It’s been tough to concentrate on fiction this past week, what with the tragic and riveting events in Boston. I lost way too many hours of sleep following the Boston Globe and its reporters on Twitter, and could not be more grateful for their thoughtful and accurate work.
Today on NPR’s Morning Edition, Dennis Lehane – who sets many of his novels such as “Mystic River” and “Gone Baby Gone” in his home city of Boston – reflected on the week, in words as eloquent as any he’s written: “The thing that I’ll never forget from any of this … those civilians who in the first 10 seconds of the first explosion ran toward their fellow human beings, ran into absolute danger … just one of the finest examples of human grace under pressure I’ve ever seen. Then you extend that to all the members of law enforcement and the way they handled that. And then you extend that to the way the city didn’t rush to judgment, the city didn’t have any sort of reaction against Arab-Americans, which I think was an early fear. There was none of that.”

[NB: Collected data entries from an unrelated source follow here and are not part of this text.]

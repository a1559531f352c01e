//! yt-dlp 子进程封装

use std::path::{Path, PathBuf};
use std::process::Command;

use log::info;
use thiserror::Error;

use crate::config::Config;
use crate::core::BROWSER_USER_AGENT;

#[derive(Debug, Error)]
pub enum DownloadError {
    #[error("failed to run yt-dlp (is it installed and on PATH?): {0}")]
    Spawn(#[from] std::io::Error),
    #[error("yt-dlp exited with {status}: {stderr}")]
    Failed { status: i32, stderr: String },
    #[error("yt-dlp metadata was not valid JSON: {0}")]
    Metadata(#[from] serde_json::Error),
    #[error("yt-dlp metadata is missing the video id")]
    MissingVideoId,
}

/// probe 出的视频标识，决定落盘后的文件名
#[derive(Debug, Clone, PartialEq, Eq)]
pub struct ProbedVideo {
    pub id: String,
    pub ext: String,
}

pub struct YtDlp {
    binary: PathBuf,
    resolution: u32,
    cookies: Option<PathBuf>,
}

impl YtDlp {
    pub fn new(config: &Config) -> Self {
        Self {
            binary: PathBuf::from("yt-dlp"),
            resolution: config.video_resolution,
            cookies: Config::cookies_file(),
        }
    }

    /// 先拉元数据确定 id / 扩展名，下载后的路径才可预知
    pub fn probe(&self, url: &str) -> Result<ProbedVideo, DownloadError> {
        let output = Command::new(&self.binary)
            .args(["--dump-single-json", "--no-playlist", "--no-warnings"])
            .args(self.cookie_args())
            .arg(url)
            .output()?;
        if !output.status.success() {
            return Err(failed(&output));
        }
        parse_probe(&output.stdout)
    }

    /// 把视频下载进 raw 目录；`sub_lang` 为 Some 时顺带写出字幕
    pub fn download(
        &self,
        url: &str,
        raw_dir: &Path,
        sub_lang: Option<&str>,
    ) -> Result<(), DownloadError> {
        let args = self.download_args(url, raw_dir, sub_lang);
        info!("downloading {} into {}", url, raw_dir.display());
        let output = Command::new(&self.binary).args(&args).output()?;
        if !output.status.success() {
            return Err(failed(&output));
        }
        Ok(())
    }

    fn download_args(&self, url: &str, raw_dir: &Path, sub_lang: Option<&str>) -> Vec<String> {
        let format = format!(
            "bestvideo[height<={r}][ext=mp4]/best[height<={r}][ext=mp4]",
            r = self.resolution
        );
        let template = raw_dir.join("%(id)s.%(ext)s");

        let mut args = vec![
            "-f".to_string(),
            format,
            "-o".to_string(),
            template.to_string_lossy().into_owned(),
            "--merge-output-format".to_string(),
            "mp4".to_string(),
            "--no-playlist".to_string(),
            "--no-warnings".to_string(),
            "--user-agent".to_string(),
            BROWSER_USER_AGENT.to_string(),
            "--extractor-args".to_string(),
            "youtube:player_client=android,web".to_string(),
        ];
        if let Some(lang) = sub_lang {
            args.push("--write-subs".to_string());
            args.push("--sub-format".to_string());
            args.push("srt".to_string());
            args.push("--sub-langs".to_string());
            args.push(lang.to_string());
        }
        args.extend(self.cookie_args());
        args.push(url.to_string());
        args
    }

    fn cookie_args(&self) -> Vec<String> {
        match &self.cookies {
            Some(path) => vec![
                "--cookies".to_string(),
                path.to_string_lossy().into_owned(),
            ],
            None => Vec::new(),
        }
    }
}

fn parse_probe(stdout: &[u8]) -> Result<ProbedVideo, DownloadError> {
    let metadata: serde_json::Value = serde_json::from_slice(stdout)?;
    let id = metadata
        .get("id")
        .and_then(|v| v.as_str())
        .ok_or(DownloadError::MissingVideoId)?
        .to_string();
    // merge-output-format 固定产出 mp4，元数据里的 ext 只作回退
    let ext = metadata
        .get("ext")
        .and_then(|v| v.as_str())
        .unwrap_or("mp4")
        .to_string();
    Ok(ProbedVideo { id, ext })
}

fn failed(output: &std::process::Output) -> DownloadError {
    DownloadError::Failed {
        status: output.status.code().unwrap_or(-1),
        stderr: String::from_utf8_lossy(&output.stderr).trim().to_string(),
    }
}

#[cfg(test)]
mod tests {
    use super::*;

    fn test_downloader(cookies: Option<PathBuf>) -> YtDlp {
        YtDlp {
            binary: PathBuf::from("yt-dlp"),
            resolution: 480,
            cookies,
        }
    }

    #[test]
    fn test_parse_probe_extracts_id_and_ext() {
        let raw = br#"{"id": "PQFQ-3d2J-8", "ext": "webm", "title": "demo"}"#;
        let probed = parse_probe(raw).unwrap();
        assert_eq!(probed.id, "PQFQ-3d2J-8");
        assert_eq!(probed.ext, "webm");
    }

    #[test]
    fn test_parse_probe_defaults_ext_to_mp4() {
        let probed = parse_probe(br#"{"id": "abc"}"#).unwrap();
        assert_eq!(probed.ext, "mp4");
    }

    #[test]
    fn test_parse_probe_missing_id() {
        let err = parse_probe(br#"{"title": "demo"}"#).unwrap_err();
        assert!(matches!(err, DownloadError::MissingVideoId));
    }

    #[test]
    fn test_download_args_resolution_and_template() {
        let args = test_downloader(None).download_args(
            "https://youtu.be/abc",
            Path::new("/data/raw"),
            None,
        );
        assert_eq!(args[0], "-f");
        assert_eq!(
            args[1],
            "bestvideo[height<=480][ext=mp4]/best[height<=480][ext=mp4]"
        );
        assert!(args.contains(&"/data/raw/%(id)s.%(ext)s".to_string()));
        assert!(!args.contains(&"--write-subs".to_string()));
        assert_eq!(args.last().unwrap(), "https://youtu.be/abc");
    }

    #[test]
    fn test_download_args_with_subtitles() {
        let args = test_downloader(None).download_args(
            "https://youtu.be/abc",
            Path::new("/data/raw"),
            Some("en"),
        );
        assert!(args.contains(&"--write-subs".to_string()));
        let pos = args.iter().position(|a| a == "--sub-langs").unwrap();
        assert_eq!(args[pos + 1], "en");
    }

    #[test]
    fn test_download_args_with_cookies() {
        let args = test_downloader(Some(PathBuf::from("/tmp/cookies.txt"))).download_args(
            "https://youtu.be/abc",
            Path::new("/data/raw"),
            None,
        );
        let pos = args.iter().position(|a| a == "--cookies").unwrap();
        assert_eq!(args[pos + 1], "/tmp/cookies.txt");
    }
}
//! 有界线性退避重试

use std::fmt::Display;
use std::thread;
use std::time::Duration;

use log::warn;

/// 单次调用内的顺序 sleep-and-reattempt 循环。
/// 判定为不可重试的错误立即返回，重试耗尽后返回最后一次的错误。
#[derive(Debug, Clone)]
pub struct Backoff {
    pub attempts: u32,
    pub base_delay: Duration,
}

impl Default for Backoff {
    fn default() -> Self {
        Self {
            attempts: 5,
            base_delay: Duration::from_secs(3),
        }
    }
}

impl Backoff {
    pub fn new(attempts: u32, base_delay: Duration) -> Self {
        Self {
            attempts: attempts.max(1),
            base_delay,
        }
    }

    pub fn run<T, E, F, C>(&self, mut op: F, is_transient: C) -> Result<T, E>
    where
        E: Display,
        F: FnMut(u32) -> Result<T, E>,
        C: Fn(&E) -> bool,
    {
        let attempts = self.attempts.max(1);
        let mut attempt = 1;
        loop {
            match op(attempt) {
                Ok(value) => return Ok(value),
                Err(err) => {
                    if attempt >= attempts || !is_transient(&err) {
                        return Err(err);
                    }
                    // 线性增长：3s, 6s, 9s, ...
                    let delay = self.base_delay * attempt;
                    warn!(
                        "attempt {}/{} failed ({}), retrying in {:?}",
                        attempt, attempts, err, delay
                    );
                    thread::sleep(delay);
                    attempt += 1;
                }
            }
        }
    }
}

#[cfg(test)]
mod tests {
    use super::*;

    #[derive(Debug, PartialEq)]
    enum TestError {
        Transient,
        Fatal,
    }

    impl Display for TestError {
        fn fmt(&self, f: &mut std::fmt::Formatter<'_>) -> std::fmt::Result {
            write!(f, "{:?}", self)
        }
    }

    fn immediate(attempts: u32) -> Backoff {
        Backoff::new(attempts, Duration::ZERO)
    }

    #[test]
    fn test_succeeds_first_try() {
        let result: Result<u32, TestError> = immediate(3).run(|_| Ok(7), |_| true);
        assert_eq!(result.unwrap(), 7);
    }

    #[test]
    fn test_retries_transient_until_success() {
        let mut calls = 0;
        let result = immediate(5).run(
            |attempt| {
                calls += 1;
                if attempt < 3 {
                    Err(TestError::Transient)
                } else {
                    Ok(attempt)
                }
            },
            |e| *e == TestError::Transient,
        );
        assert_eq!(result.unwrap(), 3);
        assert_eq!(calls, 3);
    }

    #[test]
    fn test_fatal_error_stops_immediately() {
        let mut calls = 0;
        let result: Result<(), TestError> = immediate(5).run(
            |_| {
                calls += 1;
                Err(TestError::Fatal)
            },
            |e| *e == TestError::Transient,
        );
        assert_eq!(result.unwrap_err(), TestError::Fatal);
        assert_eq!(calls, 1);
    }

    #[test]
    fn test_exhaustion_returns_last_error() {
        let mut calls = 0;
        let result: Result<(), TestError> = immediate(4).run(
            |_| {
                calls += 1;
                Err(TestError::Transient)
            },
            |_| true,
        );
        assert_eq!(result.unwrap_err(), TestError::Transient);
        assert_eq!(calls, 4);
    }

    #[test]
    fn test_zero_attempts_still_runs_once() {
        let mut calls = 0;
        let result: Result<u32, TestError> = Backoff::new(0, Duration::ZERO).run(
            |_| {
                calls += 1;
                Ok(1)
            },
            |_| true,
        );
        assert!(result.is_ok());
        assert_eq!(calls, 1);
    }
}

This morning, he said, “I wrote for the first time in six days.”
I don’t know that I believe that people, or by extension an entire city, ever completely heal from something like this. But resuming the motions of normalcy – that’s a great thing. Tomorrow I’ll join hundreds of people in Missoula on a benefit run for those in Boston. And then I’ll look away from Twitter and back to the blank screen and get some writing done.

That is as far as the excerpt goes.